Segment Open
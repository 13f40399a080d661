//! # pricing-risk-engine
//!
//! Black-Scholes option pricing and historical FX Value-at-Risk.
//!
//! Two independent calculators:
//!
//! - European call/put prices from the Black-Scholes closed form, written
//!   against either the spot or the forward price.
//! - 1-day historical-simulation VaR at 99% confidence for a spot FX
//!   portfolio, replayed over a historical rate sheet.
//!
//! ## Architecture
//!
//! - **core** — Currency codes, portfolio spots, day counts and dates
//! - **pricing** — Normal distribution and Black-Scholes pricer
//! - **risk** — Rate sheet loading, shift/P&L vectors, percentiles, VaR, export
//! - **simulation** — Synthetic rate histories for tests and benchmarks

pub mod core;
pub mod pricing;
pub mod risk;
pub mod simulation;

/// Convenience re-exports for common usage.
pub mod prelude {
    pub use crate::core::currency::{CurrencyCode, PortfolioSpots};
    pub use crate::core::dates::DayCount;
    pub use crate::pricing::{price, OptionInputs, OptionResult, PricingError, PricingMode};
    pub use crate::risk::{
        FxRateTable, PercentileMethod, RateTableSchema, VarCalculator, VarConfig, VarError,
        VarResult,
    };
}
Segment Closed
## Instructions to follow:
Give an exact transcription of all the material.

## Solution for this problem:
repository 13f40399a080d661
//! # pricing-risk-engine
//!
//! Black-Scholes option pricing and historical FX Value-at-Risk.
//!
//! Two independent calculators:
//!
//! - European call/put prices from the Black-Scholes closed form, written
//!   against either the spot or the forward price.
//! - 1-day historical-simulation VaR at 99% confidence for a spot FX
//!   portfolio, replayed over a historical rate sheet.
//!
//! ## Architecture
//!
//! - **core** — Currency codes, portfolio spots, day counts and dates
//! - **pricing** — Normal distribution and Black-Scholes pricer
//! - **risk** — Rate sheet loading, shift/P&L vectors, percentiles, VaR, export
//! - **simulation** — Synthetic rate histories for tests and benchmarks

pub mod core;
pub mod pricing;
pub mod risk;
pub mod simulation;

/// Convenience re-exports for common usage.
pub mod prelude {
    pub use crate::core::currency::{CurrencyCode, PortfolioSpots};
    pub use crate::core::dates::DayCount;
    pub use crate::pricing::{price, OptionInputs, OptionResult, PricingError, PricingMode};
    pub use crate::risk::{
        FxRateTable, PercentileMethod, RateTableSchema, VarCalculator, VarConfig, VarError,
        VarResult,
    };
}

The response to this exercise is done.